Environmental group calls for trade ban with Canada as polar bear hunt expands
CBC News |
Jan 25, 2012
A U.S. conservation group is calling for trade sanctions against Canada because of an increased polar bear hunt quota in the Western Hudson Bay region. In October, the environment minister of Nunavut, a territory in Canada's eastern Arctic, increased the quota in the Arviat, Nunavut area from eight to 21. The Center for Biological Diversity claims this increase violates the 1973 Convention on Polar Bears, which was signed by Canada and several other countries. The group filed a formal request with the U.S. Department of the Interior Tuesday. It is calling for a ban on Canadian wildlife products. In a release, the organization said the polar bear is on an extinction trajectory because of climate change. "If we want to keep polar bears in the world, we have to dramatically cut greenhouse emissions and also reduce all the other threats to its survival, including overhunting," said Brendan Cummings with the centre.
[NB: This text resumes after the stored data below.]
use std::collections::BTreeMap;
use std::fs;
use std::path::{Path, PathBuf};

use crate::domain::aligner::trace::{PacketRecord, RawCellTraces, ThroughputRecord};
use crate::domain::utils::id::CellId;
use crate::error::{Error, Result};

const THROUGHPUT_PREFIX: &str = "throughput-cell-";
const PACKET_PREFIX: &str = "pkt-stats-cell-";
const TRACE_SUFFIX: &str = ".dat";

/// Everything from this character to the end of a line is ignored.
const COMMENT_MARKER: char = '<';

/// The pair of raw trace files belonging to one cell.
#[derive(Debug, Clone, PartialEq, Eq)]
pub struct CellTraceFiles {
    pub throughput: PathBuf,
    pub packets: PathBuf,
}

/// Finds `throughput-cell-<id>.dat` / `pkt-stats-cell-<id>.dat` pairs in
/// `log_dir`. Cells with only one of the two files are logged and left
/// out.
pub fn scan_log_dir(log_dir: impl AsRef<Path>) -> Result<BTreeMap<CellId, CellTraceFiles>> {
    let mut throughput: BTreeMap<CellId, PathBuf> = BTreeMap::new();
    let mut packets: BTreeMap<CellId, PathBuf> = BTreeMap::new();

    for entry in fs::read_dir(log_dir.as_ref())? {
        let path = entry?.path();
        let Some(name) = path.file_name().and_then(|n| n.to_str()) else {
            continue;
        };

        if let Some(cell) = cell_from_file_name(name, THROUGHPUT_PREFIX) {
            throughput.insert(cell, path);
        } else if let Some(cell) = cell_from_file_name(name, PACKET_PREFIX) {
            packets.insert(cell, path);
        }
    }

    let mut cells = BTreeMap::new();
    for (cell, throughput_path) in throughput {
        match packets.remove(&cell) {
            Some(packet_path) => {
                cells.insert(cell, CellTraceFiles { throughput: throughput_path, packets: packet_path });
            }
            None => log::warn!("Cell {} has a throughput trace but no packet trace; skipping.", cell),
        }
    }
    for cell in packets.keys() {
        log::warn!("Cell {} has a packet trace but no throughput trace; skipping.", cell);
    }

    log::info!("Found {} complete cells (pkt + thr pair) in '{}'.", cells.len(), log_dir.as_ref().display());
    Ok(cells)
}

fn cell_from_file_name(name: &str, prefix: &str) -> Option<CellId> {
    let id = name.strip_prefix(prefix)?.strip_suffix(TRACE_SUFFIX)?;
    (!id.is_empty()).then(|| CellId::new(id))
}

/// Reads a `timestamp kbits` trace.
pub fn read_throughput_trace(path: impl AsRef<Path>) -> Result<Vec<ThroughputRecord>> {
    let rows = read_columns(path.as_ref(), 2)?;
    Ok(rows.into_iter().map(|r| ThroughputRecord { timestamp: r[0], kbits: r[1] }).collect())
}

/// Reads a `timestamp tx rx tooLate` trace.
pub fn read_packet_trace(path: impl AsRef<Path>) -> Result<Vec<PacketRecord>> {
    let rows = read_columns(path.as_ref(), 4)?;
    Ok(rows.into_iter().map(|r| PacketRecord { timestamp: r[0], tx: r[1], rx: r[2], too_late: r[3] }).collect())
}

pub fn read_cell_traces(files: &CellTraceFiles) -> Result<RawCellTraces> {
    Ok(RawCellTraces { throughput: read_throughput_trace(&files.throughput)?, packets: read_packet_trace(&files.packets)? })
}

/// Parses whitespace separated numeric rows with exactly `columns` fields.
fn read_columns(path: &Path, columns: usize) -> Result<Vec<Vec<f64>>> {
    let content = fs::read_to_string(path)?;
    let mut rows = Vec::new();

    for (index, line) in content.lines().enumerate() {
        let line = line.split(COMMENT_MARKER).next().unwrap_or("").trim();
        if line.is_empty() {
            continue;
        }

        let fields = line
            .split_whitespace()
            .map(|field| parse_field(field).map_err(|reason| Error::MalformedTrace { path: path.to_path_buf(), line: index + 1, reason }))
            .collect::<Result<Vec<f64>>>()?;

        if fields.len() != columns {
            return Err(Error::MalformedTrace {
                path: path.to_path_buf(),
                line: index + 1,
                reason: format!("expected {} columns, found {}", columns, fields.len()),
            });
        }
        rows.push(fields);
    }

    Ok(rows)
}

/// Numeric field that must be finite; `nan` and `inf` are rejected.
fn parse_field(field: &str) -> std::result::Result<f64, String> {
    let value = field.parse::<f64>().map_err(|e| e.to_string())?;
    if value.is_finite() { Ok(value) } else { Err(format!("non-finite value '{}'", field)) }
}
The California-based group said Nunavut did not use the best scientific knowledge available in making its decision. The centre also said the hunt is not sustainable. The government of Nunavut disagrees. "There is a very sound management process here in Nunavut. Our minister submitted a request to Nunavut Wildlife Management Board to increase the harvest for this year and this year only," said David Akeeagok from the Department of Environment. Akeeagok said the results of the most recent aerial survey of the Western Hudson bay bear population will be made public in March. That will determine next year's quota. In the meantime, the center is asking the United States government to restrict the import of Canadian wildlife products. The U.S. government can restrict trade of any wildlife product if it agrees the convention was violated. Mickey Akavak, the chair of the Nunavut Wildlife Management Board, said the international agreement signed almost 40 years ago is outdated. "I'm hoping that the Inuit and scientists alike can work together to get the best available combined information," said Akavak. Akeeagok also said the request makes no sense because it's based on just one sub-population of polar bears out of thirteen.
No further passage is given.